» **Task to carry out**: How do the records below read from their first line through the line containing "and retried with"? Write those lines out exactly.

[Dataset items]
************

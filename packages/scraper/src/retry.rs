//! HTTP retry helpers for the portal's transient failures.
//!
//! Every portal request should go through [`send`] or [`send_text`]
//! instead of calling `reqwest::RequestBuilder::send()` directly. This
//! ensures every request is paced with a randomized delay and retried with
//! capped exponential backoff plus jitter on transient failures
//! (connection errors, timeouts, 5xx, 429, and the portal's spurious 404s).
//!
//! # Usage
//!
//! ```ignore
//! use crate::retry;
//!
//! let html = retry::send_text(&pacing, &policy, || client.get(&url)).await?;
//! ```

use std::time::Duration;

use rand::Rng as _;

use crate::ScrapeError;

/// Maximum number of full re-fetch attempts when the response arrives but
/// its body cannot be read (connection dropped mid-transfer, etc.).
///
/// Each body retry goes through [`send`] again, so status-level retries
/// still apply.
const MAX_BODY_RETRIES: u32 = 2;

/// Randomized delay inserted before every request so the portal does not
/// rate-limit us.
#[derive(Debug, Clone, Copy, PartialEq, Eq)]
pub struct Pacing {
    /// Shortest delay.
    pub min: Duration,
    /// Longest delay.
    pub max: Duration,
}

impl Pacing {
    /// Creates a pacing interval. A `max` below `min` is clamped to `min`.
    #[must_use]
    pub fn new(min: Duration, max: Duration) -> Self {
        Self {
            min,
            max: max.max(min),
        }
    }

    /// No delay at all. Used by tests and one-shot CLI commands.
    #[must_use]
    pub const fn none() -> Self {
        Self {
            min: Duration::ZERO,
            max: Duration::ZERO,
        }
    }

    /// Picks a delay uniformly within `[min, max]`.
    #[must_use]
    #[allow(clippy::cast_possible_truncation)]
    pub fn sample(&self) -> Duration {
        let min = self.min.as_millis() as u64;
        let max = self.max.as_millis() as u64;
        if max <= min {
            return self.min;
        }
        Duration::from_millis(rand::rng().random_range(min..=max))
    }
}

impl Default for Pacing {
    fn default() -> Self {
        Self::new(Duration::from_secs(2), Duration::from_secs(5))
    }
}

/// Retry and backoff settings.
///
/// With the defaults (1s start, factor 2, 30s cap, up to 1s jitter) the
/// waits between five attempts are roughly 1s, 2s, 4s and 8s.
#[derive(Debug, Clone, Copy, PartialEq, Eq)]
pub struct RetryPolicy {
    /// Total attempts, including the first one. Always at least 1.
    pub max_attempts: u32,
    /// Backoff before the first retry.
    pub initial_delay: Duration,
    /// Multiplier applied to the backoff after every retry.
    pub multiplier: u32,
    /// Upper bound for the exponential part of the backoff.
    pub max_delay: Duration,
    /// Upper bound for the random jitter added to every backoff.
    pub max_jitter: Duration,
}

impl RetryPolicy {
    /// A policy that never waits between attempts. Used by tests.
    #[must_use]
    pub const fn immediate(max_attempts: u32) -> Self {
        Self {
            max_attempts,
            initial_delay: Duration::ZERO,
            multiplier: 2,
            max_delay: Duration::ZERO,
            max_jitter: Duration::ZERO,
        }
    }

    /// Backoff before retry number `retry` (1-based), excluding jitter.
    #[must_use]
    pub fn base_delay(&self, retry: u32) -> Duration {
        let factor = self
            .multiplier
            .max(1)
            .saturating_pow(retry.saturating_sub(1));
        self.initial_delay
            .saturating_mul(factor)
            .min(self.max_delay)
    }

    /// Backoff before retry number `retry` (1-based), including jitter.
    #[must_use]
    #[allow(clippy::cast_possible_truncation)]
    pub fn delay(&self, retry: u32) -> Duration {
        let jitter_ms = self.max_jitter.as_millis() as u64;
        let jitter = if jitter_ms == 0 {
            Duration::ZERO
        } else {
            Duration::from_millis(rand::rng().random_range(0..=jitter_ms))
        };
        self.base_delay(retry) + jitter
    }
}

impl Default for RetryPolicy {
    fn default() -> Self {
        Self {
            max_attempts: 5,
            initial_delay: Duration::from_secs(1),
            multiplier: 2,
            max_delay: Duration::from_secs(30),
            max_jitter: Duration::from_secs(1),
        }
    }
}

/// Sends a request and returns the response body as text.
///
/// Retries the whole request (up to [`MAX_BODY_RETRIES`] times) when the
/// body cannot be read after a successful status.
///
/// # Errors
///
/// Returns [`ScrapeError`] if the request fails after all retries, the
/// portal answers with a non-retryable status, or the body cannot be read.
pub async fn send_text<F>(
    pacing: &Pacing,
    policy: &RetryPolicy,
    build_request: F,
) -> Result<String, ScrapeError>
where
    F: Fn() -> reqwest::RequestBuilder + Send + Sync,
{
    let mut body_attempt = 0;
    loop {
        let response = send(pacing, policy, &build_request).await?;
        let url = response.url().to_string();

        match response.text().await {
            Ok(text) => return Ok(text),
            Err(e) if body_attempt < MAX_BODY_RETRIES => {
                body_attempt += 1;
                log::warn!(
                    "Body read failed (body retry {body_attempt}/{MAX_BODY_RETRIES}) for {url}: {e}"
                );
            }
            Err(e) => {
                log::error!("Body read failed after {MAX_BODY_RETRIES} retries for {url}: {e}");
                return Err(ScrapeError::Network(e));
            }
        }
    }
}

/// Core retry loop.
///
/// Sends the request built by `build_request` (called afresh on every
/// attempt since builders are consumed by `.send()`), retrying transient
/// failures up to `policy.max_attempts` attempts in total. Returns the
/// successful response (status 2xx or 3xx).
///
/// # Errors
///
/// Returns [`ScrapeError::InvalidRequest`] immediately if the request
/// cannot be built, a non-transient status error immediately, or the last
/// transient error once all attempts are used up.
pub async fn send<F>(
    pacing: &Pacing,
    policy: &RetryPolicy,
    build_request: &F,
) -> Result<reqwest::Response, ScrapeError>
where
    F: Fn() -> reqwest::RequestBuilder + Send + Sync,
{
    let max_attempts = policy.max_attempts.max(1);
    let mut attempt = 1;

    loop {
        let pause = pacing.sample();
        if !pause.is_zero() {
            tokio::time::sleep(pause).await;
        }

        let error = match build_request().send().await {
            Err(e) if e.is_builder() => return Err(ScrapeError::InvalidRequest(e.to_string())),
            Err(e) => ScrapeError::Network(e),
            Ok(response) => {
                let status = response.status();
                if status.is_success() || status.is_redirection() {
                    return Ok(response);
                }
                ScrapeError::from_status(status, response.url().as_str())
            }
        };

        if !error.is_transient() {
            log::warn!("  non-retryable error: {error}");
            return Err(error);
        }
        if attempt >= max_attempts {
            log::error!("  giving up after {max_attempts} attempts: {error}");
            return Err(error);
        }

        let delay = policy.delay(attempt);
        log::warn!(
            "  transient error: {error}; retry {attempt}/{} in {delay:?}...",
            max_attempts - 1
        );
        tokio::time::sleep(delay).await;
        attempt += 1;
    }
}
//! Refresh cycle: probe, fetch, commit or fall back.
//!
//! A cycle first probes the portal. If it is up, every category is fetched
//! concurrently and, when the combined result is non-empty, committed as a
//! new live snapshot and saved. Any failure loads the durable snapshot
//! instead and decides whether a bounded retry should follow.
//!
//! Cycles are serialized by a single-flight guard; a cycle triggered while
//! another runs is skipped, not queued.

use std::collections::BTreeMap;
use std::sync::Arc;
use std::time::Duration;

use chrono::Utc;
use futures::future::try_join_all;
use tender_watch_persistence::PersistenceGateway;
use tender_watch_scraper::ScrapeError;
use tender_watch_tender_models::{Category, Provenance, Snapshot};
use tokio::sync::{Mutex, watch};

use crate::{CacheState, CacheStatus, Phase, SnapshotReader, UpstreamSource};

/// Refresh cadence and retry bounds.
#[derive(Debug, Clone, Copy, PartialEq, Eq)]
pub struct OrchestratorConfig {
    /// Time between periodic refreshes.
    pub interval: Duration,
    /// Failed attempts after which retries stop until the next periodic
    /// refresh.
    pub max_retries: u32,
    /// Delay before a scheduled retry.
    pub retry_delay: Duration,
}

impl Default for OrchestratorConfig {
    fn default() -> Self {
        Self {
            interval: Duration::from_secs(8 * 60 * 60),
            max_retries: 2,
            retry_delay: Duration::from_secs(5 * 60),
        }
    }
}

impl OrchestratorConfig {
    /// Reads `CACHE_INTERVAL`, `MAX_RETRY_ATTEMPTS` and `RETRY_DELAY`
    /// (durations in milliseconds), keeping defaults for anything unset or
    /// unparseable.
    #[must_use]
    pub fn from_env() -> Self {
        let defaults = Self::default();
        let millis = |name: &str| {
            std::env::var(name)
                .ok()
                .and_then(|v| v.parse::<u64>().ok())
                .filter(|ms| *ms > 0)
                .map(Duration::from_millis)
        };

        Self {
            interval: millis("CACHE_INTERVAL").unwrap_or(defaults.interval),
            max_retries: std::env::var("MAX_RETRY_ATTEMPTS")
                .ok()
                .and_then(|v| v.parse().ok())
                .unwrap_or(defaults.max_retries),
            retry_delay: millis("RETRY_DELAY").unwrap_or(defaults.retry_delay),
        }
    }
}

/// Why a cycle did not commit.
#[derive(Debug, thiserror::Error)]
pub enum FailureReason {
    /// The availability probe failed; nothing was fetched.
    #[error("upstream unavailable")]
    Unavailable,
    /// A category fetch failed.
    #[error("fetch failed: {0}")]
    Fetch(#[from] ScrapeError),
    /// Every category came back empty.
    #[error("upstream returned no records")]
    Empty,
}

/// Whether a failed cycle is followed by a retry.
#[derive(Debug, Clone, Copy, PartialEq, Eq)]
pub enum RetryDecision {
    /// Retry after the given delay.
    Scheduled(Duration),
    /// Retry budget spent; the counter was reset and the next periodic
    /// refresh is the next attempt.
    Exhausted,
}

/// Result of one refresh cycle.
#[derive(Debug)]
pub enum CycleOutcome {
    /// A new live snapshot was committed.
    Committed {
        /// Records in the committed snapshot.
        records: usize,
    },
    /// The cycle failed and the cache fell back.
    Degraded {
        /// What went wrong.
        reason: FailureReason,
        /// Whether a retry follows.
        retry: RetryDecision,
    },
    /// Another cycle was already running.
    Skipped,
}

impl CycleOutcome {
    /// Delay of the retry this outcome asks for, if any.
    #[must_use]
    pub const fn retry_delay(&self) -> Option<Duration> {
        match self {
            Self::Degraded {
                retry: RetryDecision::Scheduled(delay),
                ..
            } => Some(*delay),
            _ => None,
        }
    }
}

/// Owner of the cache state and the only code path that writes it.
pub struct RefreshOrchestrator {
    source: Arc<dyn UpstreamSource>,
    persistence: PersistenceGateway,
    config: OrchestratorConfig,
    state: watch::Sender<Arc<CacheState>>,
    in_flight: Mutex<()>,
}

impl std::fmt::Debug for RefreshOrchestrator {
    fn fmt(&self, f: &mut std::fmt::Formatter<'_>) -> std::fmt::Result {
        f.debug_struct("RefreshOrchestrator")
            .field("persistence", &self.persistence)
            .field("config", &self.config)
            .field("status", &self.state.borrow().status)
            .finish_non_exhaustive()
    }
}

impl RefreshOrchestrator {
    /// Creates an orchestrator in the [`Phase::Bootstrapping`] state.
    #[must_use]
    pub fn new(
        source: Arc<dyn UpstreamSource>,
        persistence: PersistenceGateway,
        config: OrchestratorConfig,
    ) -> Self {
        let (state, _rx) = watch::channel(Arc::new(CacheState::bootstrapping()));
        Self {
            source,
            persistence,
            config,
            state,
            in_flight: Mutex::new(()),
        }
    }

    /// A read-only handle on the cache.
    #[must_use]
    pub fn reader(&self) -> SnapshotReader {
        SnapshotReader::new(self.state.subscribe())
    }

    /// The current cache state.
    #[must_use]
    pub fn state(&self) -> Arc<CacheState> {
        self.state.borrow().clone()
    }

    /// Refresh cadence and retry bounds.
    #[must_use]
    pub const fn config(&self) -> &OrchestratorConfig {
        &self.config
    }

    /// Seeds the cache from the durable snapshot, then runs the first
    /// refresh.
    ///
    /// Waits for any cycle already in flight instead of skipping.
    pub async fn bootstrap(&self) -> CycleOutcome {
        let _guard = self.in_flight.lock().await;

        if let Some(snapshot) = self.persistence.load().await {
            log::info!(
                "Cache initialized from saved data ({} records)",
                snapshot.total_records()
            );
            self.publish(CacheState::serving(
                snapshot,
                Provenance::Persisted,
                Phase::Bootstrapping,
            ));
        }

        self.refresh().await
    }

    /// Runs one refresh cycle unless another is in flight.
    pub async fn run_cycle(&self) -> CycleOutcome {
        let Ok(_guard) = self.in_flight.try_lock() else {
            log::debug!("Refresh already in progress, skipping trigger");
            return CycleOutcome::Skipped;
        };
        self.refresh().await
    }

    async fn refresh(&self) -> CycleOutcome {
        if !self.source.probe().await {
            log::warn!("UFSA portal is not available, falling back to persisted data");
            return self.fall_back(FailureReason::Unavailable).await;
        }

        let fetches = Category::ALL.into_iter().map(|category| {
            let source = Arc::clone(&self.source);
            async move {
                source
                    .fetch_category(category)
                    .await
                    .map(|records| (category, records))
            }
        });

        let data = match try_join_all(fetches).await {
            Ok(results) => results.into_iter().collect::<BTreeMap<_, _>>(),
            Err(e) => {
                log::error!("Failed to update cache: {e}");
                return self.fall_back(FailureReason::Fetch(e)).await;
            }
        };

        let snapshot = Snapshot::new(data, Utc::now());
        if snapshot.is_empty() {
            log::error!("Upstream returned no records, refusing to commit");
            return self.fall_back(FailureReason::Empty).await;
        }

        self.commit(snapshot).await
    }

    async fn commit(&self, snapshot: Snapshot) -> CycleOutcome {
        let records = snapshot.total_records();
        let snapshot = Arc::new(snapshot);

        self.publish(CacheState {
            snapshot: Some(Arc::clone(&snapshot)),
            status: CacheStatus {
                provenance: Some(Provenance::Live),
                last_update: Some(snapshot.generated_at()),
                retry_attempts: 0,
                phase: Phase::Live,
            },
        });
        log::info!("Cache updated with {records} live records");

        if !self.persistence.save(&snapshot).await {
            log::warn!("Live snapshot is served but could not be saved");
        }

        CycleOutcome::Committed { records }
    }

    async fn fall_back(&self, reason: FailureReason) -> CycleOutcome {
        let fallback = self.persistence.load().await;
        let current = self.state();

        let (snapshot, provenance, last_update) = match fallback {
            Some(snapshot) => {
                log::info!("Using persisted data due to update failure");
                let last_update = Some(snapshot.generated_at());
                (
                    Some(Arc::new(snapshot)),
                    Some(Provenance::Persisted),
                    last_update,
                )
            }
            None => {
                log::warn!("No persisted data available, keeping the current snapshot");
                (
                    current.snapshot.clone(),
                    current.status.provenance,
                    current.status.last_update,
                )
            }
        };

        let attempts = current.status.retry_attempts.saturating_add(1);
        let (retry, retry_attempts, phase) = if attempts <= self.config.max_retries {
            log::info!(
                "Retry attempt {attempts} of {} in {}s",
                self.config.max_retries,
                self.config.retry_delay.as_secs()
            );
            (
                RetryDecision::Scheduled(self.config.retry_delay),
                attempts,
                Phase::RetryPending,
            )
        } else {
            log::error!("Max retry attempts reached. Will try again at next scheduled update.");
            (RetryDecision::Exhausted, 0, Phase::Degraded)
        };

        self.publish(CacheState {
            snapshot,
            status: CacheStatus {
                provenance,
                last_update,
                retry_attempts,
                phase,
            },
        });

        CycleOutcome::Degraded { reason, retry }
    }

    fn publish(&self, state: CacheState) {
        self.state.send_replace(Arc::new(state));
    }
}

************

» **Exercise response**:
filename packages/scraper/src/retry.rs
//! HTTP retry helpers for the portal's transient failures.
//!
//! Every portal request should go through [`send`] or [`send_text`]
//! instead of calling `reqwest::RequestBuilder::send()` directly. This
//! ensures every request is paced with a randomized delay and retried with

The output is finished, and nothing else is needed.